TCD has confirmed the review of aspects of the Old Library Redevelopment Project as new figures show that the Book of Kells exhibition along with income from the Old Library shop and guided tours generated €16.7 million in revenues for the college last year.
The €16.7 million is a tenfold increase on the €1.6 million generated in 2021 as tourists flocked back to the Book of Kells exhibition last year with the lifting of Covid-19 restrictions.
Book of Kells visitors
A TCD spokeswoman said on Friday that last year, 740,000 visited the exhibition featuring the 9th-century gospel manuscript, Book of Kells compared to 78,000 during the Covid-19 hit 2021.
The spokeswoman said that the Book of Kells exhibition is performing strongly in 2023 “and we are expecting an increase in numbers”.

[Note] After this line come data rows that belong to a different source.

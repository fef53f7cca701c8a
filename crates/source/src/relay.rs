//! The relay producer
//!
//! Feeds raw records from the ring into the bounded queue for the output
//! drain, under an explicit admission policy: blocking admission exerts
//! backpressure on the ring side, non-blocking admission drops records
//! when every slot is in flight.

use std::sync::atomic::{AtomicU64, Ordering};
use std::sync::Arc;
use std::time::Duration;

use tokio_util::sync::CancellationToken;

use fragsrc_protocol::RawRecord;
use fragsrc_queue::QueueProducer;

use crate::error::SourceError;
use crate::ring::RingConsumer;

/// Queue admission policy
#[derive(Debug, Clone, Copy, PartialEq, Eq, Default)]
pub enum AdmissionMode {
    /// Wait for a free slot; never drop
    #[default]
    Blocking,

    /// Drop the record when no slot is free
    NonBlocking,
}

/// Relay tuning
#[derive(Debug, Clone)]
pub struct RelayConfig {
    /// Maximum time one ring poll may wait
    pub poll_interval: Duration,

    /// Admission policy for the bounded queue
    pub admission: AdmissionMode,

    /// Stop reading after this many end-of-run records (None = run forever)
    pub stop_after_ends: Option<u32>,
}

impl Default for RelayConfig {
    fn default() -> Self {
        Self {
            poll_interval: Duration::from_millis(100),
            admission: AdmissionMode::Blocking,
            stop_after_ends: None,
        }
    }
}

/// Relay metrics
#[derive(Debug, Default)]
pub struct RelayMetrics {
    /// Records pulled from the ring
    pub records_read: AtomicU64,

    /// Records enqueued for the output drain
    pub records_sent: AtomicU64,

    /// Records dropped under non-blocking admission
    pub records_dropped: AtomicU64,

    /// End-of-run records observed
    pub ends_seen: AtomicU64,
}

impl RelayMetrics {
    /// Get a snapshot of all counters
    pub fn snapshot(&self) -> RelaySnapshot {
        RelaySnapshot {
            records_read: self.records_read.load(Ordering::Relaxed),
            records_sent: self.records_sent.load(Ordering::Relaxed),
            records_dropped: self.records_dropped.load(Ordering::Relaxed),
            ends_seen: self.ends_seen.load(Ordering::Relaxed),
        }
    }
}

/// Point-in-time snapshot of relay metrics
#[derive(Debug, Clone, Copy, Default)]
pub struct RelaySnapshot {
    pub records_read: u64,
    pub records_sent: u64,
    pub records_dropped: u64,
    pub ends_seen: u64,
}

/// Ring -> bounded queue pass-through producer
pub struct RecordRelay<R> {
    ring: R,
    producer: QueueProducer<RawRecord>,
    config: RelayConfig,
    metrics: Arc<RelayMetrics>,
}

impl<R: RingConsumer> RecordRelay<R> {
    /// Create a relay with default tuning
    pub fn new(ring: R, producer: QueueProducer<RawRecord>) -> Self {
        Self {
            ring,
            producer,
            config: RelayConfig::default(),
            metrics: Arc::new(RelayMetrics::default()),
        }
    }

    /// Replace the tuning parameters
    pub fn with_config(mut self, config: RelayConfig) -> Self {
        self.config = config;
        self
    }

    /// Metrics handle, valid after `run` consumes the relay
    pub fn metrics_handle(&self) -> Arc<RelayMetrics> {
        Arc::clone(&self.metrics)
    }

    /// Run until cancellation, the configured end count, or a fatal error
    ///
    /// The consumer going away is a normal shutdown (the output drain
    /// exits on end-of-run when configured to), not an error.
    pub async fn run(mut self, cancel: CancellationToken) -> Result<(), SourceError> {
        tracing::info!(
            admission = ?self.config.admission,
            capacity = self.producer.capacity(),
            stop_after_ends = self.config.stop_after_ends,
            "relay starting"
        );

        'outer: loop {
            let available = tokio::select! {
                _ = cancel.cancelled() => break,
                available = self.ring.wait_available(self.config.poll_interval) => available?,
            };
            if !available {
                continue;
            }

            while let Some(record) = self.ring.pop()? {
                self.metrics.records_read.fetch_add(1, Ordering::Relaxed);
                let is_end = record.is_end_run();

                match self.config.admission {
                    AdmissionMode::NonBlocking => match self.producer.try_acquire() {
                        Some(slot) => {
                            if self.enqueue(slot, record) {
                                break 'outer;
                            }
                        }
                        None => {
                            // Queue full: drop the record and its buffer.
                            self.metrics.records_dropped.fetch_add(1, Ordering::Relaxed);
                            tracing::debug!(
                                capacity = self.producer.capacity(),
                                "queue full, dropping record"
                            );
                        }
                    },
                    AdmissionMode::Blocking => {
                        let slot = tokio::select! {
                            _ = cancel.cancelled() => break 'outer,
                            slot = self.producer.acquire() => slot,
                        };
                        if self.enqueue(slot, record) {
                            break 'outer;
                        }
                    }
                }

                if is_end {
                    let seen = self.metrics.ends_seen.fetch_add(1, Ordering::Relaxed) + 1;
                    if let Some(stop_after) = self.config.stop_after_ends
                        && seen >= u64::from(stop_after)
                    {
                        tracing::info!(ends_seen = seen, "all expected runs ended");
                        break 'outer;
                    }
                }
            }
        }

        let snapshot = self.metrics.snapshot();
        tracing::info!(
            records_read = snapshot.records_read,
            records_sent = snapshot.records_sent,
            records_dropped = snapshot.records_dropped,
            ends_seen = snapshot.ends_seen,
            "relay stopping"
        );
        Ok(())
    }

    /// Send one record; returns true if the consumer side is gone
    fn enqueue(&self, slot: fragsrc_queue::FreeSlot, record: RawRecord) -> bool {
        match self.producer.send(slot, record) {
            Ok(()) => {
                self.metrics.records_sent.fetch_add(1, Ordering::Relaxed);
                false
            }
            Err(_rejected) => {
                tracing::warn!("output side gone, stopping relay");
                true
            }
        }
    }
}

#[cfg(test)]
#[path = "relay_test.rs"]
mod relay_test;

Enabling projects are continuing to facilitate the Old Library Development Project including a conservation-led decant of all the collections to secure storage.
The TCD spokeswoman said that “in light of the current inflationary pressures, affecting all building projects nationally, we are revisiting some aspects of this long-term conservation project”.
She said: “We will be in a position to update on budget and timeline once that review is complete”. The spokeswoman said that the “incredibly painstaking” work of moving 350,000 Early Printed books and a total of 700,000 collection items - or 10.5 kilometres of books - continues.
Seventy five people are engaged in the project and one by one, each book is cleaned with a specialised vacuum, measured, electronically tagged and linked to a catalogue record, before being safely relocated to a climate-controlled storage facility.
Cleaning project
Providing an update on the project, the TCD spokeswoman said: “By the end of April, six km of books have been removed from the Old Library, 60% of the overall project.
“Readers will continue to have access to all material in an Interim Research Collections Study Centre in the Ussher Library during the lifetime of the building conservation project."
The spokeswoman said that notable examples of the Old Library include Ireland’s only copy of Shakespeare’s First Folio, the first edition of Shakespeare’s collected plays published in 1623 which formed the centrepiece of an exhibition in the Library of Trinity College Dublin last month.
Along with the decanting of the books, TCD is also progressing with three other projects to facilitate the conservation project - an interim reading room where researchers can consult the Old Library's collection; a temporary immersive exhibition of the Long Room and Book of Kells and testing and verification of a fire suppression system.
The project has already generated international media interest with the project featuring in the Financial Times, The Guardian, New York Times, BBC World News, the German national broadcaster ZDF.
Work started on the project in April of last year and when the substantial works do commence, the Old Library will be closed to visitors for at least three years.